=== EXERCISE OBJECTIVE ===
If a line of the records contains the string "VehiclePerformance", copy it out.

=== DATA SECTION ===
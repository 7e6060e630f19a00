use rust_decimal::Decimal;
use serde::{Deserialize, Serialize};

use crate::adjustments::PerformanceStatus;

/// One vehicle's reconciled period result. Derived on every report request;
/// never persisted as a source of truth.
#[derive(Debug, Clone, PartialEq, Serialize, Deserialize)]
#[serde(rename_all = "camelCase")]
pub struct VehiclePerformance {
    pub vehicle_id: String,
    pub cumulative_trips: u32,
    pub worked_days: u32,
    pub cumulative_earnings: Decimal,
    pub total_rent: Decimal,
    pub working_day_multiplier: u32,
    pub avg_trips_per_day: Decimal,
    pub avg_earnings_per_day: Decimal,
    pub profit_loss: Decimal,
    pub status: PerformanceStatus,
    /// True when the transaction-history fetch failed and the row was
    /// computed with a zero transaction layer. Surfaced, never hidden.
    pub degraded: bool,
}

/// Requested report ordering. Ties always break by vehicle_id ascending so
/// repeated builds are deterministic.
#[derive(Debug, Clone, Copy, PartialEq, Eq, Serialize, Deserialize)]
#[serde(rename_all = "lowercase")]
pub enum SortBy {
    /// profit_loss descending
    Profit,
    /// profit_loss ascending, most negative first
    Loss,
    /// cumulative_trips descending
    Trips,
    /// cumulative_earnings descending
    Earnings,
}

/// Portfolio statistics over the full vehicle set, independent of the
/// requested sort.
#[derive(Debug, Clone, PartialEq, Serialize, Deserialize, Default)]
#[serde(rename_all = "camelCase")]
pub struct ReportStats {
    pub total_vehicles: usize,
    pub profitable_vehicles: usize,
    /// Sum of the positive profit/loss figures.
    pub total_profit: Decimal,
    /// Absolute sum of the negative profit/loss figures.
    pub total_loss: Decimal,
    pub total_trips: u64,
    pub total_earnings: Decimal,
    pub total_rent: Decimal,
}

#[derive(Debug, Clone, PartialEq, Serialize, Deserialize)]
#[serde(rename_all = "camelCase")]
pub struct PerformanceReport {
    pub rows: Vec<VehiclePerformance>,
    pub stats: ReportStats,
}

=== ANSWER BELOW ===
pub struct VehiclePerformance {
    pub rows: Vec<VehiclePerformance>,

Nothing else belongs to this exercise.